Fair Trade Recycling is pro recycling. But we are not exactly defined as part of "Zero Waste" movements. We are somewhat resistant to "producer responsibility", at least as a solution for secondhand goods markets - planned obsolescence and right to repair are opposing forces (if producer implies mining and virgin material extraction, we are all ears). If any group has a close affinity to Fair Trade Recycling, it's probably USA's "Net Impact"... young professionals in the business sector who are agents of conscience, making the world better by participating in, rather than reacting to, global markets. The worst recycling is better than the best mining.
At the same time, while we defend and participate in the overseas recycling and repair and reuse sector, we are confronted with the eventual waste and unplanned obsolescence of goods we once exported. Our vision is to turn this into an opportunity, a circular economy, rather than reversing course on the international trade which is clearly benefiting standards of living and information and education in emerging markets.

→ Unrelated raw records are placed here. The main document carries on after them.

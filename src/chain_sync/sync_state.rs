// Copyright 2019-2025 ChainSafe Systems
// SPDX-License-Identifier: Apache-2.0, MIT

use std::fmt;
use std::sync::Arc;

use chrono::{DateTime, Duration, Utc};
use parking_lot::RwLock;

use crate::blocks::{ChainEpoch, Tipset};

/// Shared handle to the [`SyncState`] of one sync worker. The scheduler
/// creates one per worker; the sync function publishes progress through it
/// and `SyncManager::state` readers snapshot it.
pub type WorkerState = Arc<RwLock<SyncState>>;

/// Current state of a worker syncing a chain to its target tipset.
#[derive(PartialEq, Eq, Debug, Clone, Copy)]
pub enum SyncStage {
    /// Idle state.
    Idle,
    /// Syncing headers from the heaviest tipset to genesis.
    Headers,
    /// Persisting headers on chain from heaviest to genesis.
    PersistHeaders,
    /// Syncing messages and performing state transitions.
    Messages,
    /// Sync completed and is following chain.
    Complete,
    /// Error has occurred while syncing.
    Error,
}

impl Default for SyncStage {
    fn default() -> Self {
        Self::Headers
    }
}

impl fmt::Display for SyncStage {
    fn fmt(&self, f: &mut fmt::Formatter) -> fmt::Result {
        match self {
            SyncStage::Idle => write!(f, "idle worker"),
            SyncStage::Headers => write!(f, "header sync"),
            SyncStage::PersistHeaders => write!(f, "persisting headers"),
            SyncStage::Messages => write!(f, "message sync"),
            SyncStage::Complete => write!(f, "complete"),
            SyncStage::Error => write!(f, "error"),
        }
    }
}

/// State of an individual sync worker's syncing process.
#[derive(Clone, Debug, Default, PartialEq)]
pub struct SyncState {
    base: Option<Arc<Tipset>>,
    target: Option<Arc<Tipset>>,

    stage: SyncStage,
    epoch: ChainEpoch,

    start: Option<DateTime<Utc>>,
    end: Option<DateTime<Utc>>,
    message: String,
}

impl SyncState {
    /// Initializes the syncing state with a target tipset, an optional base
    /// and sets the start time.
    pub fn init(&mut self, base: Option<Arc<Tipset>>, target: Arc<Tipset>) {
        *self = Self {
            target: Some(target),
            base,
            start: Some(Utc::now()),
            ..Default::default()
        }
    }

    /// Get the current [`SyncStage`] of the worker.
    pub fn stage(&self) -> SyncStage {
        self.stage
    }

    /// Returns the current target [`Tipset`].
    pub fn target(&self) -> &Option<Arc<Tipset>> {
        &self.target
    }

    /// Returns a reference to the base [`Tipset`].
    pub fn base(&self) -> &Option<Arc<Tipset>> {
        &self.base
    }

    /// Returns the current [`ChainEpoch`] the worker has reached.
    pub fn epoch(&self) -> ChainEpoch {
        self.epoch
    }

    /// Returns the message describing an error, if one occurred.
    pub fn message(&self) -> &str {
        &self.message
    }

    /// Returns the elapsed time of the current syncing process, or `None` if
    /// syncing has not started.
    pub fn get_elapsed_time(&self) -> Option<Duration> {
        self.start.map(|start| {
            let end = self.end.unwrap_or_else(Utc::now);
            end - start
        })
    }

    /// Sets the sync stage for the syncing state. If setting to complete,
    /// sets the end timer to now.
    pub fn set_stage(&mut self, stage: SyncStage) {
        if let SyncStage::Complete = stage {
            self.end = Some(Utc::now());
        }
        self.stage = stage;
    }

    /// Sets the epoch the sync has progressed to.
    pub fn set_epoch(&mut self, epoch: ChainEpoch) {
        self.epoch = epoch;
    }

    /// Sets an error for the sync.
    pub fn error(&mut self, err: String) {
        self.message = err;
        self.stage = SyncStage::Error;
        self.end = Some(Utc::now());
    }

    /// Returns a copy of the state, the read-only view handed out by
    /// `SyncManager::state`.
    pub fn snapshot(&self) -> SyncState {
        self.clone()
    }
}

Our primary incentive is to create a transitional economy for Africa's Tech Sector, the reuse and repair markets for used electronics, which we project will face increasing pressure from new affordable devices (seen in Asia in the past decade). We believe the value of the sector is in the minds and education and ingenuity of the repair market
The "Tinkerer's Blessing" is the working title of a book I'm writing about development and "savior complex" and "charitable industrial complex". It's actually very optimistic, a defense of trade and free market activity in Africa, Asia and other emerging markets. Terry Gou, Simon Lin, Steve Wozniak, etc. were tinkerers very much like the laptop and cell phone repair shop gurus from Tamale and Accra, we want to pitch them as a functional distribution and maintenance market for inevitable growth of solar power models in Africa.
Where will Africa's Wosniak emerge? Who will monetize the "good enough market" in a way that is scaleable (like Foxconn and Wistron), creative like Apple, and sustainable as Microsoft?

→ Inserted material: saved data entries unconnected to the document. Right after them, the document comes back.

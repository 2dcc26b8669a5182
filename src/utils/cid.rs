// Copyright 2019-2025 ChainSafe Systems
// SPDX-License-Identifier: Apache-2.0, MIT

use cid::multihash::Multihash;
use cid::Cid;
use fvm_ipld_encoding::DAG_CBOR;

use super::blake2b_256;

/// Multihash code for BLAKE2b-256.
const BLAKE2B_256: u64 = 0xb220;

/// Extension methods for constructing `dag-cbor` [Cid]s.
pub trait CidCborExt {
    /// Default CID builder for Filecoin.
    ///
    /// - The default codec is [`DAG_CBOR`]
    /// - The default hash function is 256 bit BLAKE2b
    fn from_cbor_blake2b256<S: serde::ser::Serialize>(obj: &S) -> anyhow::Result<Cid> {
        let bytes = fvm_ipld_encoding::to_vec(obj)?;
        let mh = Multihash::wrap(BLAKE2B_256, &blake2b_256(&bytes))
            .map_err(|e| anyhow::anyhow!("multihash digest: {e}"))?;
        Ok(Cid::new_v1(DAG_CBOR, mh))
    }
}

impl CidCborExt for Cid {}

It will probably be in the energy sector. Which brings us back to Solar power. Can SolarCity (Elon Musk's transformational solar panel financing scheme) scale solar power in a cash-based economy like urban Africa? Or do we need other innovative financing models, like cell phone plans, to secure investments?
We will need people. Africa's Geeks of Color. Africa's repairers, tinkerers, fixers. We need to stop arresting the people who buy and sell teledensity equipment in Cairo and Lagos and Accra and Nairobi, we need to silence the charitable industrial complex which defines its goodness in misleading photojournalism depicting Africa as a "victim". We need to push out of the closet the NGOs who use pictures of African kids at dumps to raise money which is never, ever spent on Africans.
Photojournalism without data journalism jails and fails. Our mission will outlive me, because it's rooted in the same scientific method and inspired conscience which has made the world's best practices.
Photojournalism without data journalism jails and fails. Our mission will outlive me, because it's rooted in the same scientific method and inspired conscience which has made the world's best practices.